Northern Irish actress given four year prison sentence for her part in film bid scam
A Newry-born actress has been sentenced to four years and eight months in jail as part of a criminal gang who pretended to be making a Hollywood blockbuster movie.
Redhead Aoife Madden (31) - niece of Sinn Fein MP Conor Murphy - was part of the gang behind a sham movie appropriately called 'A Landscape Of Lies'.
The British and Irish national, of Maclise Road, west London, was said to have submitted a "pack of lies" to inspectors about the project.
She was one of five fraudsters who pretended to be making a Hollywood blockbuster as part of a £2.8 million VAT and film tax credits scam have been jailed.
Inspectors were told that A-listers from Hollywood would be starring in a £19.6 million production that would be shot in the UK.
But the film Landscape Of Lives was never made and the only footage shot was seven minutes of "completely unusable quality" filmed in a flat and costing just £5,000.
Bashar Al-Issa, 34, a former Iraqi national who is now British, of Rodney Court, Maida Vale, London, described as the orchestrator of the fraud, was jailed for six-and-a-half years by Judge Juliet May, sitting at Southwark Crown Court in central London.
Two other defendants in the scam - Tariq Hassan, 52, a Pakistani national, of Willingale Road, Loughton, Essex, and Osama Al Baghdady, 51, an Iraqi national of Lowther Road, Crumpsall, Manchester, received four-year jail sentences.
A fifth defendant, architect Ian Sherwood, 53, of Esher Drive, Sale, Manchester, who allowed his offices to be used for the fraud, was sentenced to three-and-a-half years in jail.
Judge May said the fraud had been based on an "entirely bogus film project".
All five defendants were also disqualified from holding company directorships - Al-Issa for 10 years; Madden for eight years, and Hassan, Al-Baghdady and Sherwood for five years.
The court heard that Madden, said by the prosecution as having played an important organisational role in the fraud, pleaded guilty at the start of the trial to two charges of conspiracy to cheat the public revenue between April 2010 and April 2011 related to VAT repayments and film tax credits.
Al-Issa was convicted on both charges after a trial.
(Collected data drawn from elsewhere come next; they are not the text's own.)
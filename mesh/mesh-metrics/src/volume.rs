//! Enclosed-volume computation.

use mesh_core::TriangleMesh;

/// Compute the enclosed volume of a mesh.
///
/// Sums the signed tetrahedron volume `v0 · (v1 × v2) / 6` of every
/// face paired with the origin, then reports the absolute value of
/// the f64 sum (divergence theorem). Accumulation is done in f64 to
/// bound cancellation error over large meshes.
///
/// # Correctness boundary
///
/// The result is exact (up to float error) only for a single closed,
/// non-self-intersecting mesh with consistent outward winding.
/// Multi-shell meshes or inconsistent winding silently produce wrong
/// values; no error is raised. This mirrors how quoting treats the
/// uploaded mesh as-is rather than repairing it.
///
/// # Example
///
/// ```
/// use mesh_core::TriangleMesh;
/// use mesh_metrics::mesh_volume;
///
/// assert!(mesh_volume(&TriangleMesh::new()).abs() < f64::EPSILON);
/// ```
#[must_use]
pub fn mesh_volume(mesh: &TriangleMesh) -> f64 {
    mesh.triangles()
        .map(|tri| tri.signed_volume())
        .sum::<f64>()
        .abs()
}

#[cfg(test)]
mod tests {
    use super::*;
    use approx::assert_relative_eq;
    use mesh_core::axis_aligned_box;

    #[test]
    fn empty_mesh_has_zero_volume() {
        assert!(mesh_volume(&TriangleMesh::new()).abs() < f64::EPSILON);
    }

    #[test]
    fn unit_cube_volume() {
        let cube = axis_aligned_box(1.0, 1.0, 1.0);
        assert_relative_eq!(mesh_volume(&cube), 1.0, epsilon = 1e-12);
    }

    #[test]
    fn rectangular_box_volume() {
        let b = axis_aligned_box(2.0, 3.0, 4.0);
        assert_relative_eq!(mesh_volume(&b), 24.0, epsilon = 1e-9);
    }

    #[test]
    fn volume_is_winding_invariant_under_abs() {
        // An inside-out box sums to a negative signed volume; the
        // reported volume takes the absolute value.
        let mut b = axis_aligned_box(2.0, 2.0, 2.0);
        for face in &mut b.faces {
            face.swap(1, 2);
        }
        assert_relative_eq!(mesh_volume(&b), 8.0, epsilon = 1e-9);
    }

    #[test]
    fn inconsistent_winding_underreports_silently() {
        // Known correctness boundary: flip half the faces of a cube
        // and the signed contributions cancel instead of summing.
        let mut b = axis_aligned_box(2.0, 2.0, 2.0);
        let n = b.faces.len();
        for face in &mut b.faces[..n / 2] {
            face.swap(1, 2);
        }
        assert!(mesh_volume(&b) < 8.0 - 1e-9);
    }

    #[test]
    fn open_triangle_has_origin_dependent_volume() {
        // A single triangle is not a closed surface; the result is
        // whatever its lone tetrahedron contributes.
        let soup = [1.0, 0.0, 0.0, 0.0, 1.0, 0.0, 0.0, 0.0, 1.0];
        let mesh = TriangleMesh::from_triangle_soup(&soup).unwrap();
        assert_relative_eq!(mesh_volume(&mesh), 1.0 / 6.0);
    }
}
pub mod backend;
pub mod config;
pub mod constants;
pub mod error;
pub mod events;
pub mod models;
pub mod optimistic;
pub mod presence;
pub mod realtime;
pub mod reconciler;
pub mod runtime;
pub mod session;
pub mod social;
pub mod store;
pub mod tracing_setup;

pub use config::CoreConfig;
pub use error::{CoreError, RemoveFollowerOutcome};
pub use events::CoreEvent;
pub use presence::{PresenceAggregator, PresencePoller};
pub use reconciler::NotificationReconciler;
pub use runtime::CoreRuntime;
Hassan was convicted of one charge - conspiracy to cheat the revenue in relation to film tax credits.
Al Baghdady and Sherwood were convicted of one charge of conspiracy to cheat the revenue in relation to VAT repayments.
The court heard that Stuart Knight, an innocent script writer who had no idea of the fraud, was hired in January 2010 by Madden and Al-Issa to write the script for A Landscape of Lives. In an email in April 2010 he was told that shooting would take place in Egypt and that Omar Sharif would play one of the characters in the film, prosecutor Rebecca Chalkley told the court.
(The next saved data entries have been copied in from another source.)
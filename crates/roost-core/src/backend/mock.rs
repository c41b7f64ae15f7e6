//! Programmable in-memory backend used by unit tests.

use std::collections::HashMap;
use std::sync::atomic::{AtomicBool, AtomicUsize, Ordering};
use std::time::Duration;

use async_trait::async_trait;
use chrono::{TimeZone, Utc};
use parking_lot::Mutex;

use crate::backend::BackendClient;
use crate::error::CoreError;
use crate::models::{ActorProfile, NotificationKind, NotificationRow, PresenceRow, ProfileRow};

#[derive(Default)]
pub struct MockBackend {
    pub notifications: Mutex<Vec<NotificationRow>>,
    pub profiles: Mutex<HashMap<String, ProfileRow>>,
    pub followees: Mutex<Vec<String>>,
    pub partners: Mutex<Vec<String>>,
    pub blocked: Mutex<Vec<String>>,
    pub presence: Mutex<Vec<PresenceRow>>,

    pub fail_loads: AtomicBool,
    pub fail_set_read: AtomicBool,
    pub fail_bulk_read: AtomicBool,
    pub deny_delete_follow: AtomicBool,
    /// Artificial latency applied to presence fetches, for staleness tests.
    pub presence_delay: Mutex<Option<Duration>>,

    pub presence_calls: AtomicUsize,
    pub profile_batch_calls: AtomicUsize,
    pub set_read_calls: Mutex<Vec<(String, bool)>>,
    pub bulk_read_calls: AtomicUsize,
    pub blocks_inserted: Mutex<Vec<(String, String)>>,
    pub follows_deleted: Mutex<Vec<(String, String)>>,
}

/// Build a follow-kind notification row with the given ordering key.
pub fn follow_row(id: &str, actor_id: &str, created_at: u64, is_read: bool) -> NotificationRow {
    NotificationRow {
        id: id.to_string(),
        actor_id: Some(actor_id.to_string()),
        kind: NotificationKind::Follow,
        conversation_id: None,
        post_id: None,
        title: format!("{actor_id} followed you"),
        body: String::new(),
        is_read,
        created_at: Utc.timestamp_opt(created_at as i64, 0).unwrap(),
    }
}

pub fn profile_row(user_id: &str, display_name: &str) -> ProfileRow {
    ProfileRow {
        user_id: user_id.to_string(),
        display_name: Some(display_name.to_string()),
        avatar_url: None,
    }
}

pub fn presence_row(user_id: &str, last_seen_at: Option<u64>) -> PresenceRow {
    PresenceRow {
        user_id: user_id.to_string(),
        last_seen_at: last_seen_at.map(|s| Utc.timestamp_opt(s as i64, 0).unwrap()),
    }
}

impl MockBackend {
    pub fn new() -> Self {
        Self::default()
    }

    fn simulated(&self, flag: &AtomicBool) -> Result<(), CoreError> {
        if flag.load(Ordering::SeqCst) {
            Err(CoreError::Backend("simulated failure".to_string()))
        } else {
            Ok(())
        }
    }
}

#[async_trait]
impl BackendClient for MockBackend {
    async fn recent_notifications(
        &self,
        _user_id: &str,
        limit: usize,
    ) -> Result<Vec<NotificationRow>, CoreError> {
        self.simulated(&self.fail_loads)?;
        let mut rows = self.notifications.lock().clone();
        rows.sort_by(|a, b| b.created_at.cmp(&a.created_at));
        rows.truncate(limit);
        Ok(rows)
    }

    async fn actor_profile(&self, user_id: &str) -> Result<Option<ActorProfile>, CoreError> {
        Ok(self
            .profiles
            .lock()
            .get(user_id)
            .cloned()
            .map(ActorProfile::from))
    }

    async fn set_notification_read(&self, id: &str, is_read: bool) -> Result<(), CoreError> {
        self.simulated(&self.fail_set_read)?;
        self.set_read_calls
            .lock()
            .push((id.to_string(), is_read));
        if let Some(row) = self.notifications.lock().iter_mut().find(|r| r.id == id) {
            row.is_read = is_read;
        }
        Ok(())
    }

    async fn mark_all_notifications_read(&self, _user_id: &str) -> Result<(), CoreError> {
        self.simulated(&self.fail_bulk_read)?;
        self.bulk_read_calls.fetch_add(1, Ordering::SeqCst);
        for row in self.notifications.lock().iter_mut() {
            row.is_read = true;
        }
        Ok(())
    }

    async fn followee_ids(&self, _user_id: &str) -> Result<Vec<String>, CoreError> {
        self.simulated(&self.fail_loads)?;
        Ok(self.followees.lock().clone())
    }

    async fn recent_conversation_partner_ids(
        &self,
        _user_id: &str,
        _limit: usize,
    ) -> Result<Vec<String>, CoreError> {
        self.simulated(&self.fail_loads)?;
        Ok(self.partners.lock().clone())
    }

    async fn blocked_ids(&self, _user_id: &str) -> Result<Vec<String>, CoreError> {
        Ok(self.blocked.lock().clone())
    }

    async fn presence_records(&self, user_ids: &[String]) -> Result<Vec<PresenceRow>, CoreError> {
        let delay = *self.presence_delay.lock();
        if let Some(delay) = delay {
            tokio::time::sleep(delay).await;
        }
        self.presence_calls.fetch_add(1, Ordering::SeqCst);
        Ok(self
            .presence
            .lock()
            .iter()
            .filter(|row| user_ids.contains(&row.user_id))
            .cloned()
            .collect())
    }

    async fn profiles(&self, user_ids: &[String]) -> Result<Vec<ProfileRow>, CoreError> {
        self.profile_batch_calls.fetch_add(1, Ordering::SeqCst);
        Ok(self
            .profiles
            .lock()
            .values()
            .filter(|row| user_ids.contains(&row.user_id))
            .cloned()
            .collect())
    }

    async fn insert_block(&self, blocker_id: &str, blocked_id: &str) -> Result<(), CoreError> {
        self.blocks_inserted
            .lock()
            .push((blocker_id.to_string(), blocked_id.to_string()));
        Ok(())
    }

    async fn delete_follow(&self, follower_id: &str, followee_id: &str) -> Result<(), CoreError> {
        if self.deny_delete_follow.load(Ordering::SeqCst) {
            return Err(CoreError::Denied("row-level security".to_string()));
        }
        self.follows_deleted
            .lock()
            .push((follower_id.to_string(), followee_id.to_string()));
        Ok(())
    }
}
Ms Chalkley said that among a series of false claims submitted in support of the scam was a statement that they had secured the services of Dr Who director Colin Teague and his contract had been finalised. Ms Chalkley said the claim was "simply fantasy."
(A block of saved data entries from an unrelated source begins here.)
use anyhow::{Context, Result};
use clap::{Parser, Subcommand};
use serde_json::json;

use roost_core::presence::now_epoch;
use roost_core::session::{self, SessionTokens};
use roost_core::{CoreConfig, CoreEvent, CoreRuntime};

#[derive(Parser)]
#[command(name = "roost-cli")]
#[command(about = "Inspection CLI for the roost client core")]
struct Cli {
    /// Base URL of the hosted backend
    #[arg(long, env = "ROOST_BACKEND_URL")]
    backend_url: String,

    /// Anon API key
    #[arg(long, env = "ROOST_ANON_KEY")]
    anon_key: String,

    /// User id the session is scoped to
    #[arg(long, env = "ROOST_USER_ID")]
    user_id: String,

    /// Pretty-print JSON output
    #[arg(long, short)]
    pretty: bool,

    #[command(subcommand)]
    command: Commands,
}

#[derive(Subcommand)]
enum Commands {
    /// Fetch the current notification window
    Notifications,

    /// Resolve the presence roster once
    Presence,

    /// Mark one notification read
    MarkRead {
        /// Notification id
        id: String,
    },

    /// Mark every notification read
    MarkAllRead,

    /// Block a follower and attempt to remove their follow row
    RemoveFollower {
        /// User id of the follower
        follower_id: String,
    },

    /// Subscribe to the change feed and print events as they arrive
    Watch,

    /// Store backend-issued session tokens in the OS keyring
    Login {
        /// Access token from the backend auth endpoint
        #[arg(long)]
        access_token: String,

        /// Refresh token, when the backend issued one
        #[arg(long)]
        refresh_token: Option<String>,
    },

    /// Drop the stored session tokens
    Logout,
}

fn print_json(cli: &Cli, value: &serde_json::Value) -> Result<()> {
    let text = if cli.pretty {
        serde_json::to_string_pretty(value)?
    } else {
        serde_json::to_string(value)?
    };
    println!("{text}");
    Ok(())
}

#[tokio::main]
async fn main() -> Result<()> {
    roost_core::tracing_setup::init_tracing();

    let cli = Cli::parse();

    // Session commands only touch the keyring, never the backend.
    match &cli.command {
        Commands::Login {
            access_token,
            refresh_token,
        } => {
            session::store(&SessionTokens {
                access_token: access_token.clone(),
                refresh_token: refresh_token.clone(),
            })
            .context("storing session")?;
            return print_json(&cli, &json!({ "session": "stored" }));
        }
        Commands::Logout => {
            session::clear().context("clearing session")?;
            return print_json(&cli, &json!({ "session": "cleared" }));
        }
        _ => {}
    }

    let config = CoreConfig::new(&cli.backend_url, &cli.anon_key, &cli.user_id);
    let mut runtime = CoreRuntime::new(config).context("building runtime")?;

    match &cli.command {
        Commands::Notifications => {
            let reconciler = runtime.reconciler();
            reconciler.load_initial().await?;
            let items: Vec<_> = reconciler
                .notifications()
                .into_iter()
                .map(|e| {
                    json!({
                        "id": e.id,
                        "kind": format!("{:?}", e.kind),
                        "title": e.title,
                        "is_read": e.is_read,
                        "created_at": e.created_at,
                        "actor": e.actor.map(|a| a.display_name),
                    })
                })
                .collect();
            print_json(
                &cli,
                &json!({
                    "unread": reconciler.unread_count(),
                    "notifications": items,
                }),
            )?;
        }
        Commands::Presence => {
            let presence = runtime.presence();
            presence.refresh().await?;
            let now = now_epoch();
            let roster: Vec<_> = presence
                .roster()
                .into_iter()
                .map(|r| {
                    json!({
                        "user_id": r.user_id,
                        "display_name": r.display_name,
                        "online": r.is_online(now),
                        "last_seen_at": r.last_seen_at,
                    })
                })
                .collect();
            print_json(&cli, &json!({ "roster": roster }))?;
        }
        Commands::MarkRead { id } => {
            let reconciler = runtime.reconciler();
            reconciler.load_initial().await?;
            reconciler.mark_read(id).await?;
            print_json(&cli, &json!({ "unread": reconciler.unread_count() }))?;
        }
        Commands::MarkAllRead => {
            let reconciler = runtime.reconciler();
            reconciler.load_initial().await?;
            reconciler.mark_all_read().await?;
            print_json(&cli, &json!({ "unread": reconciler.unread_count() }))?;
        }
        Commands::RemoveFollower { follower_id } => {
            let outcome = runtime.social().remove_follower(follower_id).await?;
            print_json(&cli, &json!({ "outcome": outcome.to_string() }))?;
        }
        Commands::Watch => {
            runtime.start().await?;
            let mut events = runtime
                .take_event_rx()
                .context("event channel already taken")?;
            eprintln!("watching change feed, ctrl-c to stop");
            loop {
                tokio::select! {
                    event = events.recv() => {
                        match event {
                            Some(CoreEvent::NotificationInserted(e)) => {
                                print_json(&cli, &json!({
                                    "event": "inserted",
                                    "id": e.id,
                                    "title": e.title,
                                }))?;
                            }
                            Some(CoreEvent::NotificationUpdated { id }) => {
                                print_json(&cli, &json!({ "event": "updated", "id": id }))?;
                            }
                            None => break,
                        }
                    }
                    _ = tokio::signal::ctrl_c() => break,
                }
            }
            runtime.shutdown().await;
        }
        // Handled before the runtime was built.
        Commands::Login { .. } | Commands::Logout => {}
    }

    Ok(())
}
"Your honour (Judge May) will recall from the evidence that was given by Mr Teague, that was simply fantasy," Ms Chalkley told the court.
At one stage Madden had said that she was related to the actor Sinead Cusack and was "going to use this to try to get her husband Jeremy Irons involved," Ms Chalkley said.
"There was no truth in either of those individuals being involved in the project," Ms Chalkley told the court.
Judge May said innocent actors had given their services to the bogus project, never suspecting that they were being exploited to create a "realistic background" for a fraud.
Selva Ramasamy, defending Madden, who has appeared in a Royal Shakespeare Company production, said her long standing commitment to the performing arts lay behind her involvement.
"She is not somebody primarily motivated by making money, a quick buck or anything of that sort at all.
He said she came from a "close and supportive" family who live in Ireland and her imprisonment in the UK would be particularly "tough."
"There is no suggestion of a lavish lifestyle against her in this case and the prosecution accept that her involvement in this case was not fradulent at the outset," she said.
"We submit her involvement in this entire thing has been motivated by her desire to pursue her calling in the arts. It sadly led to her downfall."
Raquel Simpson, for Sherwood, said there was no evidence that he received any financial benefit from the fraud. "He is clearly not an organiser, he is clearly not a puppet master or a ring master," he said.
"Mr Sherwood's culpability was to allow himself to be used by Bashar Al-Issa," he said.